Canadian researcher Holly Witteman, an associate professor in medicine at the University of Laval who was not involved in the study, but has researched gender bias in science, said this might “explain one more small piece of all the different things that look like they add up to explain the differences that we see among men and women career trajectories in academic research.”
Solution isn’t more ‘spin’
But is the solution for women to promote themselves more like men? Neither Lerchenmueller nor Witteman think so.
After all, the starting point of the BMJ-published study was the suggestion that sometimes the descriptions of studies may be overhyped and overstated.
“Although our findings suggest that men and women differ in how they ‘spin’ research results, our approach cannot determine the optimal degree of positive framing for the dissemination of research (that is, ‘spin’ may have disadvantages for the advancement of science),” the study says.
Lerchenmueller said because it’s important for science that the best research “rises to the top” and gets attention, journals need “to really look at the language that’s used and make sure that the language is commensurate with what’s presented.”
Witteman said if that’s not the case, “then what we take from this is that well maybe the male authors should be a little bit more modest about their findings.”
Nor will women necessarily be successful if they try to use more positive words to describe their research, said Jocalyn Clark, executive editor at the medical journal the Lancet who led a special issue on women in science and medicine earlier this year.
“Women are both socialized from a young age in our culture to be less aggressive or less bold than men,” said Clark, who was not involved in the study. “But we’re also taught that if we breach those gender norms that we’re met with negative sanctions. So even if a woman wanted to describe her work as ‘groundbreaking,’ or ‘innovative’ or ‘novel,’ they may be discouraged or silenced from doing so.”
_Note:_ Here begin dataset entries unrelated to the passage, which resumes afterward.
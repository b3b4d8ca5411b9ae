//! Fixed-size RGBA frames as produced by the emulator worker.

use thiserror::Error;

/// Width of one video frame in pixels.
pub const WIDTH: usize = 160;
/// Height of one video frame in pixels.
pub const HEIGHT: usize = 144;
/// Bytes per pixel (RGBA).
pub const BYTES_PER_PIXEL: usize = 4;
/// Exact byte length of a well-formed frame payload.
pub const FRAME_BYTES: usize = WIDTH * HEIGHT * BYTES_PER_PIXEL;

#[derive(Debug, Error, PartialEq, Eq)]
pub enum FrameError {
    #[error("malformed frame: expected {FRAME_BYTES} bytes, got {len}")]
    MalformedFrame { len: usize },
}

/// One fully rendered 160x144 RGBA image, row-major, top-to-bottom.
///
/// The emulator is the source of truth for pixel values; no color-space
/// conversion or palette lookup happens on this side of the channel.
#[derive(Clone, Debug, PartialEq, Eq)]
pub struct Frame {
    pixels: Vec<u8>,
}

impl Frame {
    /// Interprets a raw pixel buffer as a frame. A length mismatch is a
    /// protocol error, never a silently truncated frame.
    pub fn from_bytes(pixels: Vec<u8>) -> Result<Self, FrameError> {
        if pixels.len() != FRAME_BYTES {
            return Err(FrameError::MalformedFrame { len: pixels.len() });
        }
        Ok(Self { pixels })
    }

    pub fn pixels(&self) -> &[u8] {
        &self.pixels
    }
}

#[cfg(test)]
mod tests {
    use super::*;

    #[test]
    fn accepts_exact_length() {
        let frame = Frame::from_bytes(vec![0xFF; FRAME_BYTES]).unwrap();
        assert_eq!(frame.pixels().len(), 92160);
    }

    #[test]
    fn rejects_any_other_length() {
        for len in [0, 1, FRAME_BYTES - 1, FRAME_BYTES + 1, FRAME_BYTES * 2] {
            assert_eq!(
                Frame::from_bytes(vec![0; len]),
                Err(FrameError::MalformedFrame { len }),
            );
        }
    }
}
//! Joypad buttons and the key-code table that selects them.

/// One of the console's 8 physical controls. Wire ids are stable for the
/// lifetime of the process and match the computation module's joypad
/// enumeration.
#[derive(Clone, Copy, Debug, PartialEq, Eq)]
pub enum Button {
    Start,
    Select,
    B,
    A,
    Down,
    Up,
    Left,
    Right,
}

impl Button {
    /// Integer id used on the worker channel.
    pub fn id(self) -> u8 {
        match self {
            Button::Start => 1,
            Button::Select => 2,
            Button::B => 3,
            Button::A => 4,
            Button::Down => 5,
            Button::Up => 6,
            Button::Left => 7,
            Button::Right => 8,
        }
    }
}

#[derive(Clone, Copy, Debug, PartialEq, Eq)]
pub enum ButtonEvent {
    Pressed,
    Released,
}

/// W / Q / Z / X plus the arrow keys.
const KEY_MAP: [(u32, Button); 8] = [
    (87, Button::Start),
    (81, Button::Select),
    (90, Button::B),
    (88, Button::A),
    (40, Button::Down),
    (38, Button::Up),
    (37, Button::Left),
    (39, Button::Right),
];

/// Maps a raw DOM key code to a button. Unknown codes map to `None` and must
/// be filtered out before they reach the worker bridge.
pub fn key_to_button(key_code: u32) -> Option<Button> {
    KEY_MAP
        .iter()
        .find(|(code, _)| *code == key_code)
        .map(|&(_, button)| button)
}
Journals, peer reviewers have a role to play
An editorial accompanying the new study suggests one reason gender differences in the use of positive words may be bigger in high-impact journals is they tend to have more copy editing done, “often using aggressive strategies that fundamentally alter the language used in reporting findings” — that is, the difference may not originate entirely from the authors themselves.
Clark said she suspects the difference generally does arise with the authors. She said copy editors and production editors used standardized methods to edit for meaning and flow.
But Clark, also an adjunct professor of medicine at the University of Toronto, thinks journals, editors and peer reviewers — who all express their opinion on the quality of research before publication — all have a role to play.
“I think for me this piece of research speaks to the importance of it being more of a structural problem than one that’s going to go away by asking women to talk about their work differently.”